A more all year year round feature for me would be something tall with a wide stone base, maybe a bird bath or water fountain?

Also, is having something so close to the house going to put them off?


  • ObelixxObelixx Vendée, Western FrancePosts: 28,558
    We have a 4m wide terrace behind our house and beyond that someone has covered a large area with chunky stones.  Think gravel gone wrong.

    I tried a wooden bird feeder on the terrace as our kitchen window overlooks it but it gets blown over in strong winds during the season they most need the food.  I have now stood a metal obelisk on the edge with its feet banged into the stony stuff and I hook bird feeders onto that - fat balls, fat blocks and peanuts with loose seed spread on the terrace nearby.
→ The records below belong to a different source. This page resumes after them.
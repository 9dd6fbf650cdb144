//! Text fragment aggregation.

/// Accumulates the text fragments of one logical message on one connection.
///
/// The aggregator does not know where a message ends; that is the FIN bit of
/// the transport's framing. Whoever routes frames must call [`reset`] (or
/// [`take`]) after delivering a complete message. Forgetting to do so glues
/// the next message onto the previous one; that is a caller bug and is not
/// detected here.
///
/// There is no locking. An aggregator belongs to exactly one connection and
/// is only reachable through that connection's `&mut ConnectionState`, so it
/// is never shared across connections.
///
/// [`reset`]: FragmentAggregator::reset
/// [`take`]: FragmentAggregator::take
#[derive(Debug, Default, Clone, PartialEq, Eq)]
pub struct FragmentAggregator {
    buffer: String,
}

impl FragmentAggregator {
    pub fn new() -> Self {
        Self::default()
    }

    pub fn append(&mut self, fragment: &str) {
        self.buffer.push_str(fragment);
    }

    /// The message so far. Does not clear it.
    pub fn current_value(&self) -> &str {
        &self.buffer
    }

    pub fn reset(&mut self) {
        self.buffer.clear();
    }

    /// Hand out the assembled message and leave the buffer empty.
    pub fn take(&mut self) -> String {
        std::mem::take(&mut self.buffer)
    }

    pub fn is_empty(&self) -> bool {
        self.buffer.is_empty()
    }
}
    There's also a cast iron water bath but nobody bothers with that so go for the feeders.  Once they're used to you proximity doesn't matter.  In our last house I had peanut feeders hanging on hooks on the wall either side of our kitchen window and also, in winter, from the hanging basket brackets either side of our living room window.
    "We don't stop playing because we grow old; we grow old because we stop playing." - George Bernard Shaw
  • AnniDAnniD South West UKPosts: 11,001
    edited January 2019
    Ironically l was going to say, don't go for feeders, go for the bath ! I have tried both and the feeders were a failure. We have a bird bath about 5 feet from the window and that gets used a lot.
  • JoeXJoeX Posts: 1,783

    Maybe I should go with something cheap and temporary first to see if it takes?
  • AnniDAnniD South West UKPosts: 11,001
    Might be worth a try, it might take them a while to get used to it, but once they are, they use it all the time. Just don't ask me about this weekend's bird count though !
  • Lizzie27Lizzie27 SomersetPosts: 10,507
    I've got one of the tall metal bird feeders with 4 hooks, but put an extension pole on the top to make it about 7 ft tall, so I can see it from my chair in the living room. There's a 5ft drop from the terrace to the lawn, so it needed to be taller. I had to concrete it in and brace it because of the high winds we sometimes get. It's probably about 5-6 ft from the living room window.
  • Janie BJanie B LincolnshirePosts: 865
    There can be fewer more joyous sights that a blackbird having a good wash in the birdbath... if I had to choose (and thankfully I don't, as we have a stone bird bath, and then a spike hammered into the ground and hung with various feeders, both viewable from the kitchen table), I'd go for the bath, I think. 
  • ObelixxObelixx Vendée, Western FrancePosts: 28,558
    When it's used, a bird bath is great fun.  I have put various bird baths out over the years and the birds never use them but then there's always been a pond and a stream nearby and clearly they prefer those.
    "We don't stop playing because we grow old; we grow old because we stop playing." - George Bernard Shaw
  • Fran IOMFran IOM Posts: 2,228
    I bought a small birdbath and thought I had wasted my money until I saw my robin sitting on the edge having a good drink  :)
  • JoeXJoeX Posts: 1,783
    edited January 2019
    Regarding the bird feeder itself rather than the stand, does it matter what type to what bird?  Or can they all service all birds?

    From memory we get a couple of robins, magpie, Wood pigeon, occasional early season woodpecker.

    Im in the suburbs.

    Previously I’ve just left chunks of cheese for the robin or they feast on the upturned earth and lawn.